Как утверждает Мишель Фуко, греками «…превозносится такой род познания, который, требуя соотнесения всех вещей мира (богов, космоса, других людей и т. д.) с нами самими, допускает непосредственную транскрипцию знаний в прескрипции, и эти знания вносят изменения в то, что мы есть. Они изменяют человека, их приобретающего… Когда знание, или познание, обретает некую форму, когда оно функционирует так, что оказывается способным сотворять этос, тогда оно полезно» [Фуко. Герменевтика субъекта. 2007. С. 264].

Проблема, однако, состоит не в невозможности позитивного понимания справедливости (в частности благодаря понятиям истины и этоса), но в том, что эта непосредственная позитивность нуждается в дополнительных гарантиях, а значит, и в незаметных, глубоко запрятанных опосредованиях. Позитивная, не сводимая к формально-правовым нормам, справедливость безусловно является практикой. Отказаться от юридических представлений о справедливости, согласно которым она эволюционирует вместе с эволюцией исторических систем права, значит понять ее как то, что конституирует само содержание социальной жизни (и одновременно содержит в себе конституцию социального).

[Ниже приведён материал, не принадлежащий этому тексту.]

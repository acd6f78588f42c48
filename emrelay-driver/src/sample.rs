//! Acquisition sample delivery contract

/// Signal a raw conversion belongs to.
///
/// The acquisition source converts both channels on every sample tick, always in the
/// order Current then Voltage.
#[derive(Debug, Clone, Copy, PartialEq, Eq)]
#[cfg_attr(feature = "defmt", derive(defmt::Format))]
pub enum AdcChannel {
    Current,
    Voltage,
}

/// Highest raw code the converter produces (10-bit resolution).
pub const ADC_FULL_SCALE: u16 = 1023;

/// Converter reference voltage.
pub const VREF_VOLTS: f32 = 3.3;

/// Linear map of a raw conversion onto the converter's input range in volts.
///
/// Defined for raw codes up to [`ADC_FULL_SCALE`]; larger codes extrapolate.
pub fn raw_to_volts(raw: u16) -> f32 {
    f32::from(raw) * VREF_VOLTS / f32::from(ADC_FULL_SCALE)
}
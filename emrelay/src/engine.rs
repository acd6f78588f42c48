//! Directional trip-decision state machine
//!
//! Once per acquisition cycle the engine extracts the fundamental current and voltage
//! phasors, compares the current magnitude against the pickup threshold and integrates
//! trip progress at the rate the [`ProgressTable`] assigns to the measured pickup
//! multiple. Progress carries across cycles while the overcurrent persists and resets
//! to zero the moment the current falls back below pickup, so the accumulator models
//! the dwell time the trip curve demands rather than a one-shot threshold.
//!
//! The trip command fires when progress crosses [`FULL_SCALE`] and the fault power flow
//! lies in the protected direction. Direction gates the command only, not the
//! accumulation: a fault that starts reverse and swings forward trips as soon as the
//! direction test passes, without re-integrating from zero.

use core::convert::Infallible;
use core::future::pending;

use embassy_sync::blocking_mutex::raw::RawMutex;

use crate::acquisition::{Consumer, CycleData, Desync};
use crate::control::TripOutput;
use crate::core::{Phasor, RelaySettings, SAMPLES_PER_CYCLE};
use crate::scheduler::SampleScheduler;
use crate::table::{FULL_SCALE, ProgressTable};
use crate::time::TICK_HZ;
use crate::window::ReferenceTable;

/// Decision state, advanced once per acquisition cycle.
#[derive(Debug, Clone, Copy, PartialEq, Eq)]
#[cfg_attr(feature = "defmt", derive(defmt::Format))]
pub enum EngineState {
    /// Current below pickup, no progress accumulated.
    Idle,
    /// Overcurrent present, trip progress integrating.
    Accumulating,
    /// Unrecoverable acquisition fault, decisions suspended.
    Fault,
}

/// Per-cycle trip-decision engine.
///
/// Pure with respect to hardware: it consumes completed [`CycleData`] and drives the
/// [`TripOutput`] it is handed. All curve evaluation happens at construction; the
/// per-cycle path is two phasor correlations, one square root and a table lookup.
pub struct TripEngine {
    reference: ReferenceTable,
    progress_rates: ProgressTable,
    /// Pickup threshold squared; compared against the squared RMS so the per-cycle
    /// path takes the square root only after pickup is exceeded.
    pickup_squared: f64,
    direction_cos: f64,
    direction_sin: f64,
    progress: f64,
    state: EngineState,
}

impl TripEngine {
    pub fn new(settings: &RelaySettings) -> Self {
        Self {
            reference: ReferenceTable::new(),
            progress_rates: ProgressTable::build(settings),
            pickup_squared: f64::from(settings.pickup_current) * f64::from(settings.pickup_current),
            direction_cos: libm::cos(settings.direction_angle),
            direction_sin: libm::sin(settings.direction_angle),
            progress: 0.0,
            state: EngineState::Idle,
        }
    }

    pub fn state(&self) -> EngineState {
        self.state
    }

    /// Accumulated trip progress, `0.0..` with the trip point at [`FULL_SCALE`].
    pub fn progress(&self) -> f64 {
        self.progress
    }

    /// Suspends decisions permanently. Entered when acquisition reports a fault.
    fn halt(&mut self) {
        self.state = EngineState::Fault;
    }

    /// Advances the decision by one completed cycle.
    ///
    /// `period_ticks` is the cycle period the scheduler measured for this cycle; it
    /// converts the cycle's sample spacing into the wall-clock time the progress
    /// integral advances by.
    pub fn step<T: TripOutput>(&mut self, cycle: &CycleData, period_ticks: u32, trip: &mut T) {
        if self.state == EngineState::Fault {
            return;
        }

        let current = self.reference.fundamental(&cycle.current);
        let rms_squared = current.rms_squared();

        if rms_squared <= self.pickup_squared {
            if self.state == EngineState::Accumulating {
                debug!("current back below pickup, progress reset");
            }
            self.state = EngineState::Idle;
            self.progress = 0.0;
            return;
        }

        self.state = EngineState::Accumulating;
        let multiple = libm::sqrt(rms_squared / self.pickup_squared);
        let elapsed =
            f64::from(period_ticks) / SAMPLES_PER_CYCLE as f64 / f64::from(TICK_HZ);
        self.progress += self.progress_rates.rate(multiple) * elapsed;

        if self.progress >= FULL_SCALE {
            let voltage = self.reference.fundamental(&cycle.voltage);
            if self.forward(&voltage, &current) {
                // Re-issued every cycle while the condition holds; the output latches.
                trip.assert_trip();
            }
        }
    }

    /// Directional test: projects the complex power onto the configured maximum-torque
    /// axis and requires a positive component.
    fn forward(&self, voltage: &Phasor, current: &Phasor) -> bool {
        let p = voltage.re * current.re + voltage.im * current.im;
        let q = voltage.re * current.im - voltage.im * current.re;
        p * self.direction_cos + q * self.direction_sin > 0.0
    }
}

/// Background decision task: drains the acquisition consumer and feeds the engine.
pub struct Runner<'a, M: RawMutex> {
    engine: TripEngine,
    consumer: Consumer<'a, M>,
    scheduler: &'a SampleScheduler<M>,
}

impl<'a, M: RawMutex> Runner<'a, M> {
    pub fn new(
        engine: TripEngine,
        consumer: Consumer<'a, M>,
        scheduler: &'a SampleScheduler<M>,
    ) -> Self {
        Self {
            engine,
            consumer,
            scheduler,
        }
    }

    /// Runs the decision loop forever.
    ///
    /// On an acquisition fault the engine is halted and the task parks; sample
    /// continuity is lost and only a restart recovers the relay.
    pub async fn run<T: TripOutput>(&mut self, trip: &mut T) -> ! {
        loop {
            match self.consumer.next_cycle().await {
                Ok(cycle) => {
                    let period = self.scheduler.cycle_period();
                    self.engine.step(&cycle, period, trip);
                }
                Err(Desync) => {
                    error!("acquisition desynchronized, protection suspended");
                    self.engine.halt();
                    let never: Infallible = pending().await;
                    match never {}
                }
            }
        }
    }
}
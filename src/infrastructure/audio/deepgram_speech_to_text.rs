use std::path::Path;

use async_trait::async_trait;
use reqwest::header::{AUTHORIZATION, CONTENT_TYPE};
use serde::Deserialize;

use crate::application::ports::{SpeechToText, Stage, StageError};
use crate::infrastructure::text_processing::sanitize_provider_text;

use super::audio_mime::audio_mime_type;

const DEFAULT_BASE_URL: &str = "https://api.deepgram.com";
const DEFAULT_MODEL: &str = "nova-2";

/// Deepgram prerecorded transcription.
pub struct DeepgramSpeechToText {
    client: reqwest::Client,
    api_key: String,
    base_url: String,
    model: String,
    language: String,
}

#[derive(Deserialize)]
struct ListenResponse {
    results: ListenResults,
}

#[derive(Deserialize)]
struct ListenResults {
    channels: Vec<ListenChannel>,
}

#[derive(Deserialize)]
struct ListenChannel {
    alternatives: Vec<ListenAlternative>,
}

#[derive(Deserialize)]
struct ListenAlternative {
    transcript: String,
}

impl DeepgramSpeechToText {
    pub fn new(
        api_key: String,
        base_url: Option<String>,
        model: Option<String>,
        language: impl Into<String>,
    ) -> Self {
        Self {
            client: reqwest::Client::new(),
            api_key,
            base_url: base_url.unwrap_or_else(|| DEFAULT_BASE_URL.to_string()),
            model: model.unwrap_or_else(|| DEFAULT_MODEL.to_string()),
            language: language.into(),
        }
    }
}

#[async_trait]
impl SpeechToText for DeepgramSpeechToText {
    async fn convert(&self, audio_path: &Path) -> Result<String, StageError> {
        let audio = tokio::fs::read(audio_path)
            .await
            .map_err(|e| StageError::io(Stage::SpeechToText, e.to_string()))?;

        tracing::debug!(
            model = %self.model,
            language = %self.language,
            bytes = audio.len(),
            "Sending audio to Deepgram"
        );

        let response = self
            .client
            .post(format!("{}/v1/listen", self.base_url))
            .query(&[
                ("model", self.model.as_str()),
                ("punctuate", "true"),
                ("language", self.language.as_str()),
            ])
            .header(AUTHORIZATION, format!("Token {}", self.api_key))
            .header(CONTENT_TYPE, audio_mime_type(audio_path))
            .body(audio)
            .send()
            .await
            .map_err(|e| StageError::network(Stage::SpeechToText, format!("request: {}", e)))?;

        if !response.status().is_success() {
            let status = response.status();
            let body = response
                .text()
                .await
                .unwrap_or_else(|_| "unknown error".to_string());
            return Err(StageError::provider(
                Stage::SpeechToText,
                format!("status {}: {}", status, body),
            ));
        }

        let listen: ListenResponse = response
            .json()
            .await
            .map_err(|e| StageError::invalid_response(Stage::SpeechToText, e.to_string()))?;

        let transcript = listen
            .results
            .channels
            .into_iter()
            .next()
            .and_then(|channel| channel.alternatives.into_iter().next())
            .map(|alternative| alternative.transcript)
            .ok_or_else(|| {
                StageError::invalid_response(Stage::SpeechToText, "no transcript alternatives")
            })?;

        tracing::info!(chars = transcript.len(), "Deepgram transcription completed");

        Ok(sanitize_provider_text(&transcript))
    }
}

Справедливость как практика не придает форму, не наполняет содержанием. Не дает она обнаружить и мистическую субстанцию солидарности. Она создает энергию, насыщает. Общая направленность этой практики состоит в создании разнообразных связей, всевозможных структур. Если мыслить справедливость в перспективе существования общества как такового, то окажется, что она отвечает за все, что нужно для генерации и регенерации социального.

Практика справедливости есть то, что делает общество обществом. Эта практика гарантируется не последовательностью и бескомпромиссностью правовой формализации, а неповторимой констелляцией характеристик определенного институционального ансамбля. Подобная констелляция возникает благодаря наиболее радикальным способам сочетать несочетаемое, создавать смесительные синтезы из принципиально разнородных принципов, объединять узами свального греха все, что может попасть в категорию противоположностей.[4 - А значит, в конечном счете и под категорию тождества.] Причудливые сочленения свободы и зависимости образуют политику, не менее причудливые сочленения прегрешений и святости наполняют собой религию. Наконец, столь же причудливые сочленения труда и праздности служат квинтэссенцией экономики.

Каждая из перечисленных систем отношений берет на себя миссию обеспечения справедливости, причем именно в ее практическом, позитивном, а не формально-юридическом понимании. Однако, беря на себя эту миссию, каждая из перечисленных систем нацеливается на превращение в самозамкнутую «сферу», начинает подменять собой социальное как таковое. При этом само существование политики, религии или экономики начинает рассматриваться уже не столько в категориях сущего, сколько в категориях должного: «Раз имеется, существует – значит, так и должно быть!».